Best Thing I've Read Today

As millions of Americans scramble to finish their tax paperwork this weekend, including gathering all the forms and receipts and statements, TR Reid explains that most of the world doesn't handle tax returns this way. In most places, since the government already knows how much you've made and how much you've paid and what your capital gains were and what you paid in mortgage interest, you simply get an annual notice that reflects that information and can appeal it if necessary.
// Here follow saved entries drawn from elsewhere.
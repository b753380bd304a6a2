// This Source Code Form is subject to the terms of the Mozilla Public
// License, v. 2.0. If a copy of the MPL was not distributed with this
// file, You can obtain one at https://mozilla.org/MPL/2.0/.

//! The sandboxed `FS` SVC family: file operations rooted in a
//! host-controlled directory (spec §4.4).

use std::collections::HashMap;
use std::fs::{self, File};
use std::io::{Read, Seek, SeekFrom, Write};
use std::path::{Component, Path, PathBuf};

#[derive(Copy, Clone, Debug, Eq, PartialEq)]
pub enum FsError {
    InvalidPath,
    NotFound,
    TooManyOpen,
    BadFd,
    Io,
}

fn sanitize(root: &Path, raw: &str) -> Result<PathBuf, FsError> {
    let rel = Path::new(raw);
    if rel.is_absolute() {
        return Err(FsError::InvalidPath);
    }
    for comp in rel.components() {
        match comp {
            Component::Normal(_) => {}
            _ => return Err(FsError::InvalidPath),
        }
    }
    Ok(root.join(rel))
}

const MAX_OPEN_FILES: usize = 64;

pub struct FsHost {
    root: PathBuf,
    open: HashMap<u32, File>,
    next_fd: u32,
}

impl FsHost {
    pub fn new(root: PathBuf) -> Self {
        Self { root, open: HashMap::new(), next_fd: 1 }
    }

    pub fn open(&mut self, path: &str, write: bool) -> Result<u32, FsError> {
        if self.open.len() >= MAX_OPEN_FILES {
            return Err(FsError::TooManyOpen);
        }
        let full = sanitize(&self.root, path)?;
        let file = if write {
            fs::OpenOptions::new().create(true).write(true).truncate(false).open(&full)
        } else {
            File::open(&full)
        }
        .map_err(|_| FsError::NotFound)?;
        let fd = self.next_fd;
        self.next_fd += 1;
        self.open.insert(fd, file);
        Ok(fd)
    }

    pub fn read(&mut self, fd: u32, buf: &mut [u8]) -> Result<usize, FsError> {
        let file = self.open.get_mut(&fd).ok_or(FsError::BadFd)?;
        file.read(buf).map_err(|_| FsError::Io)
    }

    pub fn write(&mut self, fd: u32, data: &[u8]) -> Result<usize, FsError> {
        let file = self.open.get_mut(&fd).ok_or(FsError::BadFd)?;
        file.write(data).map_err(|_| FsError::Io)
    }

    pub fn seek_start(&mut self, fd: u32) -> Result<(), FsError> {
        let file = self.open.get_mut(&fd).ok_or(FsError::BadFd)?;
        file.seek(SeekFrom::Start(0)).map(|_| ()).map_err(|_| FsError::Io)
    }

    pub fn close(&mut self, fd: u32) -> Result<(), FsError> {
        self.open.remove(&fd).map(|_| ()).ok_or(FsError::BadFd)
    }

    pub fn listdir(&self, path: &str) -> Result<Vec<String>, FsError> {
        let full = sanitize(&self.root, path)?;
        let rd = fs::read_dir(&full).map_err(|_| FsError::NotFound)?;
        let mut names = Vec::new();
        for entry in rd {
            let entry = entry.map_err(|_| FsError::Io)?;
            names.push(entry.file_name().to_string_lossy().into_owned());
        }
        names.sort();
        Ok(names)
    }

    pub fn delete(&self, path: &str) -> Result<(), FsError> {
        let full = sanitize(&self.root, path)?;
        fs::remove_file(&full).map_err(|_| FsError::NotFound)
    }

    pub fn rename(&self, from: &str, to: &str) -> Result<(), FsError> {
        let src = sanitize(&self.root, from)?;
        let dst = sanitize(&self.root, to)?;
        fs::rename(src, dst).map_err(|_| FsError::NotFound)
    }

    pub fn mkdir(&self, path: &str) -> Result<(), FsError> {
        let full = sanitize(&self.root, path)?;
        fs::create_dir_all(full).map_err(|_| FsError::Io)
    }
}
So, why do you and I have to gather so much of the same data and compile it into a lengthy return?
Questions like that have prompted some members of Congress — including Senator Ron Wyden, Democrat of Oregon; Elizabeth Warren, Democrat of Massachusetts; and Dan Coats, a former Republican senator from Indiana — to champion pre-filled forms. But their bills never went anywhere because the tax-preparation industry lobbies strenuously against them. The “Tax Complexity Lobby,” as it has been called, includes big national preparers like H and R Block and tax-prep software companies.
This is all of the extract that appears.